|Tested species reactivity||Human|
|Host / Isotype||Rabbit / IgG|
|Immunogen||Synthetic peptide corresponding to amino acids surrounding Pro240 of human INCENP|
|Purification||Antigen affinity chromatography|
|Storage buffer||0.01M HEPES, pH 7.5, with 0.15M NaCl, 100µg/ml BSA, 50% glycerol|
|Tested Applications||Dilution *|
|Flow Cytometry (Flow)||1:50|
|Western Blot (WB)||1:1000|
* Suggested working dilutions are given as a guide only. It is recommended that the user titrate the product for use in their own experiment using appropriate negative and positive controls.
It is not recommended to aliquot this antibody.

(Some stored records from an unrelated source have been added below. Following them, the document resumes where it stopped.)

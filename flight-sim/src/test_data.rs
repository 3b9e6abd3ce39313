use std::collections::HashSet;

use chrono::{Duration, NaiveDateTime};
use rand::Rng;

use crate::types::{
    coordinate::Coordinate,
    emulation::TrafficEmulation,
    flight_record::{format_timestamp, FlightDocument},
    route_error::RouteError,
    store::FlightStore,
};

const SAMPLE_ROUTES: [(&str, &str, &str, &str, [[f64; 2]; 3], &str); 2] = [
    (
        "FFFFFF",
        "Boeing 737-46Q(SF)",
        "RA-89051",
        "2016-01-07 9:00",
        [[33.55, 33.0], [37.0, 24.0], [43.0, 45.0]],
        "375",
    ),
    (
        "IV4673",
        "Boeing 737-8LJ",
        "EI-FCH",
        "2016-01-07 15:00",
        [[60.0, 53.0], [67.0, 28.0], [75.0, 53.0]],
        "382",
    ),
];

// (IATA, latitude, longitude)
const AIRPORTS: [(&str, f64, f64); 16] = [
    ("AEP", -34.553, -58.413),
    ("EZE", -34.822, -58.535),
    ("COR", -31.321, -64.213),
    ("MDZ", -32.883, -68.845),
    ("BRC", -41.151, -71.158),
    ("USH", -54.843, -68.295),
    ("SLA", -24.854, -65.486),
    ("NQN", -38.949, -68.156),
    ("SVO", 55.973, 37.415),
    ("LED", 59.800, 30.262),
    ("KZN", 55.606, 49.279),
    ("IST", 41.262, 28.742),
    ("LHR", 51.470, -0.454),
    ("MAD", 40.472, -3.561),
    ("JFK", 40.641, -73.778),
    ("GRU", -23.435, -46.473),
];

const AIRCRAFT: [&str; 4] = ["Airbus A320", "Boeing 737-800", "Embraer E190", "Airbus A330-200"];

/// The two sample routes with their historic departures.
pub fn sample_routes() -> Vec<(String, FlightDocument)> {
    SAMPLE_ROUTES
        .iter()
        .map(|(number, name, registration, start, trajectory, speed)| {
            let document = FlightDocument {
                name: name.to_string(),
                registration: registration.to_string(),
                start: start.to_string(),
                tr: trajectory.iter().map(|&point| Coordinate::from(point)).collect(),
                speed: speed.to_string(),
            };
            (number.to_string(), document)
        })
        .collect()
}

/// Builds `count` random flights between known airports, departing within
/// six hours either side of `now`, with an intermediate waypoint. Flight
/// numbers never repeat and never clash with the sample routes.
pub fn random_routes(rng: &mut impl Rng, now: NaiveDateTime, count: usize) -> Vec<(String, FlightDocument)> {
    let mut routes = Vec::with_capacity(count);
    let mut taken: HashSet<String> = SAMPLE_ROUTES.iter().map(|route| route.0.to_string()).collect();

    while routes.len() < count {
        let (origin, origin_lat, origin_long) = AIRPORTS[rng.gen_range(0..AIRPORTS.len())];
        let (destination, dest_lat, dest_long) = AIRPORTS[rng.gen_range(0..AIRPORTS.len())];
        if origin == destination {
            continue;
        }

        let waypoint = Coordinate::new(
            (origin_lat + dest_lat) / 2.0 + rng.gen_range(-2.0..=2.0),
            (origin_long + dest_long) / 2.0 + rng.gen_range(-2.0..=2.0),
        );
        let departure = now + Duration::minutes(rng.gen_range(-360..=360));
        let number = loop {
            let candidate = format!("{}{:04}", &origin[..2], rng.gen_range(1000..=9999));
            if taken.insert(candidate.clone()) {
                break candidate;
            }
        };

        let document = FlightDocument {
            name: AIRCRAFT[rng.gen_range(0..AIRCRAFT.len())].to_string(),
            registration: format!("LV-{}", rng.gen_range(100..999)),
            start: format_timestamp(&departure),
            tr: vec![
                Coordinate::new(origin_lat, origin_long),
                waypoint,
                Coordinate::new(dest_lat, dest_long),
            ],
            speed: rng.gen_range(400..=900).to_string(),
        };
        routes.push((number, document));
    }

    routes
}

/// Stores the sample routes plus `random` generated flights. Returns the
/// stored flight numbers.
pub fn seed<S: FlightStore>(
    emulation: &mut TrafficEmulation<S>,
    now: NaiveDateTime,
    random: usize,
) -> Result<Vec<String>, RouteError> {
    let mut rng = rand::thread_rng();
    let mut routes = sample_routes();
    routes.extend(random_routes(&mut rng, now, random));

    let mut stored = Vec::with_capacity(routes.len());
    for (number, document) in routes {
        emulation.add_document(&number, &document)?;
        stored.push(number);
    }
    Ok(stored)
}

In mammalian cells, 2 broad groups of centromere-interacting proteins have been described: constitutively binding centromere proteins and 'passenger,' or transiently interacting, proteins (reviewed by Choo, 1997). The constitutive proteins include CENPA (centromere protein A; MIM 117139), CENPB, CENPC1, and CENPD. The term 'passenger proteins' encompasses a broad collection of proteins that localize to the centromere during specific stages of the cell cycle (Earnshaw and Mackay, 1994). These include CENPE; MCAK; KID; cytoplasmic dynein (e.g., MIM 600112); CliPs (e.g., MIM 179838); and CENPF/mitosin. The inner centromere proteins (INCENPs) (Earnshaw and Cooke, 1991), the initial members of the passenger protein group, display a broad localization along chromosomes in the early stages of mitosis but gradually become concentrated at centromeres as the cell cycle progresses into mid-metaphase. During telophase, the proteins are located within the midbody in the intercellular bridge, where they are discarded after cytokinesis (Cutts et al., 1999).